## Your task
When you reach the line containing "1500 us centered." in the entries below, begin reproducing lines exactly, and stop once the line containing "pub fn pulse_to_throttle(pulse_us: u16)" is done.

[Dataset content — start]

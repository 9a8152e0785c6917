//! Logging abstraction
//!
//! Unified logging macros across targets:
//! - Embedded (`defmt-log` feature): routed to defmt
//! - Host tests: `println!`/`eprintln!`
//! - Host non-test: no-op
//!
//! Keep log arguments free of side effects: in the no-op configuration
//! they are never evaluated.

/// Log informational message
#[macro_export]
macro_rules! log_info {
    ($($arg:tt)*) => {{
        #[cfg(feature = "defmt-log")]
        ::defmt::info!($($arg)*);

        #[cfg(all(not(feature = "defmt-log"), test))]
        std::println!("[INFO] {}", std::format!($($arg)*));
    }};
}

/// Log warning message
#[macro_export]
macro_rules! log_warn {
    ($($arg:tt)*) => {{
        #[cfg(feature = "defmt-log")]
        ::defmt::warn!($($arg)*);

        #[cfg(all(not(feature = "defmt-log"), test))]
        std::println!("[WARN] {}", std::format!($($arg)*));
    }};
}

/// Log error message
#[macro_export]
macro_rules! log_error {
    ($($arg:tt)*) => {{
        #[cfg(feature = "defmt-log")]
        ::defmt::error!($($arg)*);

        #[cfg(all(not(feature = "defmt-log"), test))]
        std::eprintln!("[ERROR] {}", std::format!($($arg)*));
    }};
}

/// Log debug message
#[macro_export]
macro_rules! log_debug {
    ($($arg:tt)*) => {{
        #[cfg(feature = "defmt-log")]
        ::defmt::debug!($($arg)*);

        #[cfg(all(not(feature = "defmt-log"), test))]
        std::println!("[DEBUG] {}", std::format!($($arg)*));
    }};
}
//! Pilot stick input state
//!
//! The receiver collaborator decodes channels and pushes them in here;
//! modes read the latest sticks. Stick deflection is expressed in
//! commanded degrees over -90..90, which is the input range the rate
//! mixer maps onto per-axis rates.

/// Sticks older than this are considered lost (microseconds).
pub const RC_TIMEOUT_US: u64 = 1_000_000;

/// Deflection below this is treated as a centered stick (degrees).
pub const STICK_DEADBAND_DEG: f32 = 5.0;

/// Latest pilot commands.
#[derive(Debug, Clone, Copy)]
pub struct PilotInput {
    /// Roll stick in commanded degrees, -90..90
    pub roll_deg: f32,
    /// Pitch stick in commanded degrees, -90..90
    pub pitch_deg: f32,
    /// Throttle stick, 0..1
    pub throttle: f32,
    /// Time of the last receiver frame (microseconds)
    pub last_frame_us: u64,
}

impl PilotInput {
    /// Centered sticks stamped at `now_us`.
    pub fn centered(now_us: u64) -> Self {
        Self {
            roll_deg: 0.0,
            pitch_deg: 0.0,
            throttle: 0.0,
            last_frame_us: now_us,
        }
    }

    /// Record a fresh receiver frame.
    pub fn set_sticks(&mut self, roll_deg: f32, pitch_deg: f32, throttle: f32, now_us: u64) {
        self.roll_deg = roll_deg.clamp(-90.0, 90.0);
        self.pitch_deg = pitch_deg.clamp(-90.0, 90.0);
        self.throttle = throttle.clamp(0.0, 1.0);
        self.last_frame_us = now_us;
    }

    /// True when no frame has arrived within the timeout.
    pub fn is_lost(&self, now_us: u64) -> bool {
        now_us.saturating_sub(self.last_frame_us) > RC_TIMEOUT_US
    }

    /// True while either attitude stick is deflected past the deadband.
    /// Launch uses the rising edge of this to hand control back.
    pub fn has_attitude_input(&self) -> bool {
        self.roll_deg.abs() > STICK_DEADBAND_DEG || self.pitch_deg.abs() > STICK_DEADBAND_DEG
    }
}

impl Default for PilotInput {
    fn default() -> Self {
        Self::centered(0)
    }
}

/// Map a receiver pulse width (microseconds) onto -90..90 commanded
/// degrees, 1500 us centered.
pub fn pulse_to_command_deg(pulse_us: u16) -> f32 {
    let clamped = pulse_us.clamp(1000, 2000);
    (clamped as f32 - 1500.0) / 500.0 * 90.0
}

/// Map a receiver pulse width onto 0..1 throttle.
pub fn pulse_to_throttle(pulse_us: u16) -> f32 {
    let clamped = pulse_us.clamp(1000, 2000);
    (clamped as f32 - 1000.0) / 1000.0
}
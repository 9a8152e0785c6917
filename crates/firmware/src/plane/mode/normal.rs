//! Normal Mode
//!
//! Rate-commanded attitude hold. Stick deflection commands an attitude
//! rate; the rate mixer integrates it into a running setpoint which the
//! shared inner loop then tracks. Centered sticks therefore hold the
//! current attitude.

use super::{Mode, PlaneContext};
use skylark_core::mixing::{Axis, RateMixer};
use skylark_core::parameters::{ControlParams, ParameterStore};

/// Attitude setpoint excursion limits (degrees).
const MAX_TARGET_ROLL_DEG: f32 = 60.0;
const MAX_TARGET_PITCH_DEG: f32 = 45.0;

/// Rate-commanded attitude mode.
pub struct NormalMode {
    mixer: RateMixer,
    target_roll_deg: f32,
    target_pitch_deg: f32,
}

impl NormalMode {
    pub fn new(params: &ParameterStore) -> Self {
        Self {
            mixer: RateMixer::new(ControlParams::from_store(params).to_rate_config()),
            target_roll_deg: 0.0,
            target_pitch_deg: 0.0,
        }
    }
}

impl Mode for NormalMode {
    fn enter(&mut self, ctx: &mut PlaneContext) -> Result<(), &'static str> {
        ctx.attitude_hold.init()?;
        self.mixer.reset();

        // Start from the current attitude so engagement is bumpless.
        self.target_roll_deg = ctx.attitude.roll_deg;
        self.target_pitch_deg = ctx.attitude.pitch_deg;
        ctx.attitude_hold
            .set_target(self.target_roll_deg, self.target_pitch_deg, 0.0);

        crate::log_info!("Entering Normal mode");
        Ok(())
    }

    fn update(&mut self, ctx: &mut PlaneContext, _dt: f32) -> Result<(), &'static str> {
        // A lost receiver means centered sticks: hold the last setpoint.
        let (roll_stick, pitch_stick, throttle) = if ctx.pilot.is_lost(ctx.now_us) {
            (0.0, 0.0, 0.0)
        } else {
            (ctx.pilot.roll_deg, ctx.pilot.pitch_deg, ctx.pilot.throttle)
        };

        self.target_roll_deg = (self.target_roll_deg
            + self
                .mixer
                .calc_adjust(Axis::Roll, roll_stick, pitch_stick, ctx.now_us))
        .clamp(-MAX_TARGET_ROLL_DEG, MAX_TARGET_ROLL_DEG);
        self.target_pitch_deg = (self.target_pitch_deg
            + self
                .mixer
                .calc_adjust(Axis::Pitch, roll_stick, pitch_stick, ctx.now_us))
        .clamp(-MAX_TARGET_PITCH_DEG, MAX_TARGET_PITCH_DEG);

        ctx.attitude_hold
            .set_target(self.target_roll_deg, self.target_pitch_deg, 0.0);
        ctx.attitude_hold
            .update(&ctx.attitude, ctx.actuators, ctx.now_us)?;

        ctx.actuators.set_throttle(throttle)
    }

    fn exit(&mut self, ctx: &mut PlaneContext) -> Result<(), &'static str> {
        self.mixer.reset();
        ctx.attitude_hold.reset();
        ctx.actuators.neutral()
    }

    fn name(&self) -> &'static str {
        "Normal"
    }
}
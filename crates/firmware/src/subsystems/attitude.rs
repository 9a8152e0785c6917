//! Attitude-hold inner loop
//!
//! The shared inner loop used by NORMAL, LAUNCH, TUNE, HOLD, and AUTO:
//! tracks a roll/pitch target with one PID per axis and converts the
//! axis commands into elevon servo angles. A flying wing has no yaw
//! effector, so the yaw component of the target is recorded but drives
//! nothing.
//!
//! Outer loops (rate mixer, waypoint guidance) write the target; this
//! loop runs once per cycle against the current attitude snapshot.

use skylark_core::actuator::ActuatorInterface;
use skylark_core::ahrs::AttitudeSnapshot;
use skylark_core::mixing::{mix_elevon, ElevonConfig, Side};
use skylark_core::parameters::ControlParams;
use skylark_core::pid::PidController;

/// Attitude setpoint in degrees.
#[derive(Debug, Clone, Copy, Default, PartialEq)]
pub struct AttitudeTarget {
    pub roll_deg: f32,
    pub pitch_deg: f32,
    pub yaw_deg: f32,
}

/// The attitude-hold inner loop.
pub struct AttitudeHold {
    roll_pid: PidController,
    pitch_pid: PidController,
    elevon: ElevonConfig,
    target: AttitudeTarget,
    ready: bool,
}

impl AttitudeHold {
    /// Build the inner loop from the control parameter block.
    pub fn new(params: &ControlParams) -> Self {
        Self {
            roll_pid: PidController::new(params.attitude.to_roll_pid()),
            pitch_pid: PidController::new(params.attitude.to_pitch_pid()),
            elevon: params.to_elevon_config(),
            target: AttitudeTarget::default(),
            ready: false,
        }
    }

    /// Initialize for a new owner mode: validate tuning, zero the PID
    /// state, level the target. Modes refuse to enter when this fails.
    pub fn init(&mut self) -> Result<(), &'static str> {
        if !self.roll_pid.config().is_valid() || !self.pitch_pid.config().is_valid() {
            return Err("attitude-hold tuning invalid");
        }
        if self.elevon.gain <= 0.0 {
            return Err("elevon mixing gain must be positive");
        }

        self.roll_pid.init();
        self.pitch_pid.init();
        self.target = AttitudeTarget::default();
        self.ready = true;
        Ok(())
    }

    /// Zero the PID state on mode teardown. The loop stays initialized.
    pub fn reset(&mut self) {
        self.roll_pid.init();
        self.pitch_pid.init();
    }

    /// Replace the attitude setpoint.
    pub fn set_target(&mut self, roll_deg: f32, pitch_deg: f32, yaw_deg: f32) {
        self.target = AttitudeTarget {
            roll_deg,
            pitch_deg,
            yaw_deg,
        };
    }

    pub fn target(&self) -> AttitudeTarget {
        self.target
    }

    pub fn is_ready(&self) -> bool {
        self.ready
    }

    /// Run one inner-loop cycle and command the elevons.
    pub fn update(
        &mut self,
        attitude: &AttitudeSnapshot,
        actuators: &mut dyn ActuatorInterface,
        now_us: u64,
    ) -> Result<(), &'static str> {
        if !self.ready {
            return Err("attitude hold not initialized");
        }

        let roll_cmd = self.roll_pid.update(
            f64::from(self.target.roll_deg),
            f64::from(attitude.roll_deg),
            now_us,
        ) as f32;
        let pitch_cmd = self.pitch_pid.update(
            f64::from(self.target.pitch_deg),
            f64::from(attitude.pitch_deg),
            now_us,
        ) as f32;

        let left = mix_elevon(Side::Left, roll_cmd, pitch_cmd, &self.elevon).clamp(0.0, 180.0);
        let right = mix_elevon(Side::Right, roll_cmd, pitch_cmd, &self.elevon).clamp(0.0, 180.0);

        actuators.set_elevons(left, right)
    }
}

#[cfg(test)]
mod tests {
    use super::*;
    use crate::platform::mock::MockActuators;
    use skylark_core::mixing::ELEVON_CENTER_DEG;

    fn ready_hold() -> AttitudeHold {
        let mut hold = AttitudeHold::new(&ControlParams::default());
        hold.init().unwrap();
        hold
    }

    #[test]
    fn test_update_requires_init() {
        let mut hold = AttitudeHold::new(&ControlParams::default());
        let mut actuators = MockActuators::new();

        assert!(hold
            .update(&AttitudeSnapshot::level(), &mut actuators, 20_000)
            .is_err());

        hold.init().unwrap();
        assert!(hold
            .update(&AttitudeSnapshot::level(), &mut actuators, 20_000)
            .is_ok());
    }

    #[test]
    fn test_level_on_target_is_neutral() {
        let mut hold = ready_hold();
        let mut actuators = MockActuators::new();

        hold.update(&AttitudeSnapshot::level(), &mut actuators, 20_000)
            .unwrap();
        assert!((actuators.left_deg - ELEVON_CENTER_DEG).abs() < 0.5);
        assert!((actuators.right_deg - ELEVON_CENTER_DEG).abs() < 0.5);
    }

    #[test]
    fn test_roll_error_deflects_differentially() {
        let mut hold = ready_hold();
        let mut actuators = MockActuators::new();

        // Right wing down, level target: both surfaces move the same way
        // on the roll component.
        let banked = AttitudeSnapshot {
            roll_deg: 20.0,
            ..AttitudeSnapshot::level()
        };
        hold.update(&banked, &mut actuators, 20_000).unwrap();

        let left_off = actuators.left_deg - ELEVON_CENTER_DEG;
        let right_off = actuators.right_deg - ELEVON_CENTER_DEG;
        assert!(left_off < 0.0, "left {left_off}");
        assert!(right_off < 0.0, "right {right_off}");
    }

    #[test]
    fn test_pitch_error_deflects_symmetrically() {
        let mut hold = ready_hold();
        let mut actuators = MockActuators::new();

        hold.set_target(0.0, 10.0, 0.0);
        hold.update(&AttitudeSnapshot::level(), &mut actuators, 20_000)
            .unwrap();

        let left_off = actuators.left_deg - ELEVON_CENTER_DEG;
        let right_off = actuators.right_deg - ELEVON_CENTER_DEG;
        assert!(left_off > 0.0, "left {left_off}");
        assert!(right_off < 0.0, "right {right_off}");
        assert!((left_off + right_off).abs() < 1e-3, "pure pitch is antisymmetric");
    }

    #[test]
    fn test_init_levels_target() {
        let mut hold = ready_hold();
        hold.set_target(10.0, 20.0, 30.0);
        hold.init().unwrap();
        assert_eq!(hold.target(), AttitudeTarget::default());
    }
}
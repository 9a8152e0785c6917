//! Shared control subsystems

pub mod attitude;

pub use attitude::{AttitudeHold, AttitudeTarget};
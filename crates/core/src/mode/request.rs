//! Mode transition requests
//!
//! A deferred launch-to-auto transition fires from timer/interrupt
//! context while the superloop may be mid-cycle. Requests therefore go
//! through [`PendingTransition`], a single atomic cell the mode manager
//! drains once per iteration; nothing ever mutates the active mode from
//! outside the superloop.

use core::sync::atomic::{AtomicU16, Ordering};

use super::FlightMode;

/// A requested transition: either a plain mode change or the launch
/// wrapper with its recorded follow-up mode.
#[derive(Debug, Clone, Copy, PartialEq, Eq)]
pub enum ModeRequest {
    /// Switch straight to a mode.
    Mode(FlightMode),
    /// Enter launch detection, settling into `after` once airborne.
    Launch {
        /// Mode to hand control to after the climb-out.
        after: FlightMode,
    },
}

impl ModeRequest {
    /// Request name for logging.
    pub fn as_str(&self) -> &'static str {
        match self {
            ModeRequest::Mode(mode) => mode.as_str(),
            ModeRequest::Launch { .. } => "Launch",
        }
    }
}

const TAG_EMPTY: u16 = 0;
const TAG_MODE: u16 = 0x0100;
const TAG_LAUNCH: u16 = 0x0200;

fn encode(request: ModeRequest) -> u16 {
    match request {
        ModeRequest::Mode(mode) => TAG_MODE | mode as u16,
        ModeRequest::Launch { after } => TAG_LAUNCH | after as u16,
    }
}

fn decode(raw: u16) -> Option<ModeRequest> {
    let mode = FlightMode::from_u8((raw & 0x00FF) as u8)?;
    match raw & 0xFF00 {
        TAG_MODE => Some(ModeRequest::Mode(mode)),
        TAG_LAUNCH => Some(ModeRequest::Launch { after: mode }),
        _ => None,
    }
}

/// Single-slot transition mailbox.
///
/// `request` may be called from interrupt context; `take` is called by
/// the mode manager at the top of each superloop iteration. A newer
/// request overwrites an unconsumed older one, which is the behavior we
/// want: the most recent command wins.
#[derive(Debug)]
pub struct PendingTransition(AtomicU16);

impl PendingTransition {
    pub const fn new() -> Self {
        Self(AtomicU16::new(TAG_EMPTY))
    }

    /// Post a transition request.
    pub fn request(&self, request: ModeRequest) {
        self.0.store(encode(request), Ordering::Release);
    }

    /// Consume the pending request, if any.
    pub fn take(&self) -> Option<ModeRequest> {
        let raw = self.0.swap(TAG_EMPTY, Ordering::AcqRel);
        if raw == TAG_EMPTY {
            None
        } else {
            decode(raw)
        }
    }

    /// Peek without consuming (telemetry only).
    pub fn is_pending(&self) -> bool {
        self.0.load(Ordering::Acquire) != TAG_EMPTY
    }
}

impl Default for PendingTransition {
    fn default() -> Self {
        Self::new()
    }
}
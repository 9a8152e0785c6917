//! Waypoint guidance loop
//!
//! The AUTO-mode outer controller: converts bearing/distance/altitude
//! error to the active waypoint into roll and pitch commands for the
//! attitude-hold inner loop. Owns one lateral (heading error to roll)
//! and one vertical (altitude error to pitch) PID controller.
//!
//! Replacing the waypoint does NOT reset the PIDs: control stays
//! continuous across waypoint changes. Mode entry resets them.

use crate::mission::Waypoint;
use crate::nav::geo::{bearing_deg, distance_m, wrap_180};
use crate::pid::{PidConfig, PidController};

/// Guidance tuning, built from `GuidanceParams` at mode-init time.
#[derive(Debug, Clone, Copy)]
pub struct GuidanceConfig {
    /// Lateral PID: heading error (degrees) in, roll command (degrees) out.
    /// Output limits are the roll clamp.
    pub lateral: PidConfig,
    /// Vertical PID: altitude error (meters) in, pitch command (degrees)
    /// out. Output limits are the pitch clamps.
    pub vertical: PidConfig,
    /// Arrival threshold in meters.
    pub wp_radius_m: f32,
}

impl Default for GuidanceConfig {
    fn default() -> Self {
        Self {
            lateral: PidConfig {
                kp: 0.6,
                ki: 0.05,
                kd: 0.1,
                tau: 0.5,
                lim_min: -33.0,
                lim_max: 33.0,
                nominal_dt: 0.02,
                ..PidConfig::default()
            },
            vertical: PidConfig {
                kp: 1.2,
                ki: 0.1,
                kd: 0.2,
                tau: 0.5,
                lim_min: -15.0,
                lim_max: 25.0,
                nominal_dt: 0.02,
                ..PidConfig::default()
            },
            wp_radius_m: 15.0,
        }
    }
}

/// One cycle of guidance output plus telemetry.
#[derive(Debug, Clone, Copy)]
pub struct GuidanceOutput {
    /// Commanded roll for the inner loop (degrees, clamped)
    pub roll_cmd: f32,
    /// Commanded pitch for the inner loop (degrees, clamped)
    pub pitch_cmd: f32,
    /// Remaining distance to the waypoint (meters)
    pub distance_m: f32,
    /// Bearing to the waypoint (degrees, 0-360)
    pub bearing_deg: f32,
    /// Signed shortest heading error (degrees, -180..180)
    pub heading_error_deg: f32,
    /// True when the remaining distance is inside the arrival radius
    pub at_waypoint: bool,
}

/// Waypoint guidance controller.
pub struct GuidanceController {
    config: GuidanceConfig,
    lateral: PidController,
    vertical: PidController,
    target: Option<Waypoint>,
}

impl GuidanceController {
    pub fn new(config: GuidanceConfig) -> Self {
        Self {
            lateral: PidController::new(config.lateral),
            vertical: PidController::new(config.vertical),
            target: None,
            config,
        }
    }

    /// Replace the active waypoint. The guidance PIDs keep their state.
    pub fn set_waypoint(&mut self, wp: Waypoint) {
        self.target = Some(wp);
    }

    /// The active waypoint, if any.
    pub fn target(&self) -> Option<&Waypoint> {
        self.target.as_ref()
    }

    /// Drop the active waypoint.
    pub fn clear(&mut self) {
        self.target = None;
    }

    /// Zero the guidance PID state. Called on mode entry, never on
    /// waypoint replacement.
    pub fn reset(&mut self) {
        self.lateral.init();
        self.vertical.init();
    }

    pub fn config(&self) -> &GuidanceConfig {
        &self.config
    }

    /// Run one guidance cycle against the current position and attitude.
    ///
    /// Returns `None` when no waypoint is active.
    pub fn update(
        &mut self,
        lat: f64,
        lon: f64,
        alt_m: f32,
        heading_deg: f32,
        now_us: u64,
    ) -> Option<GuidanceOutput> {
        let wp = self.target?;

        let bearing = bearing_deg(lat, lon, wp.lat, wp.lon);
        let distance = distance_m(lat, lon, wp.lat, wp.lon);
        let heading_error = wrap_180(bearing as f32 - heading_deg);

        // The lateral PID sees the wrapped error as its measurement so the
        // derivative term still tracks heading motion.
        let roll_cmd = self
            .lateral
            .update(0.0, -f64::from(heading_error), now_us) as f32;

        let target_alt = if wp.holds_altitude() {
            alt_m
        } else {
            wp.alt_m as f32
        };
        let pitch_cmd = self
            .vertical
            .update(f64::from(target_alt), f64::from(alt_m), now_us) as f32;

        Some(GuidanceOutput {
            roll_cmd,
            pitch_cmd,
            distance_m: distance as f32,
            bearing_deg: bearing as f32,
            heading_error_deg: heading_error,
            at_waypoint: (distance as f32) < self.config.wp_radius_m,
        })
    }
}
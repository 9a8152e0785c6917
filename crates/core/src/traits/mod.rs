//! Platform trait abstractions

mod time;

pub use time::{MockTime, TimeSource};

[Dataset content — finish]

## Problem solution
/// degrees, 1500 us centered.
pub fn pulse_to_command_deg(pulse_us: u16) -> f32 {
    let clamped = pulse_us.clamp(1000, 2000);
    (clamped as f32 - 1500.0) / 500.0 * 90.0
}

/// Map a receiver pulse width onto 0..1 throttle.
pub fn pulse_to_throttle(pulse_us: u16) -> f32 {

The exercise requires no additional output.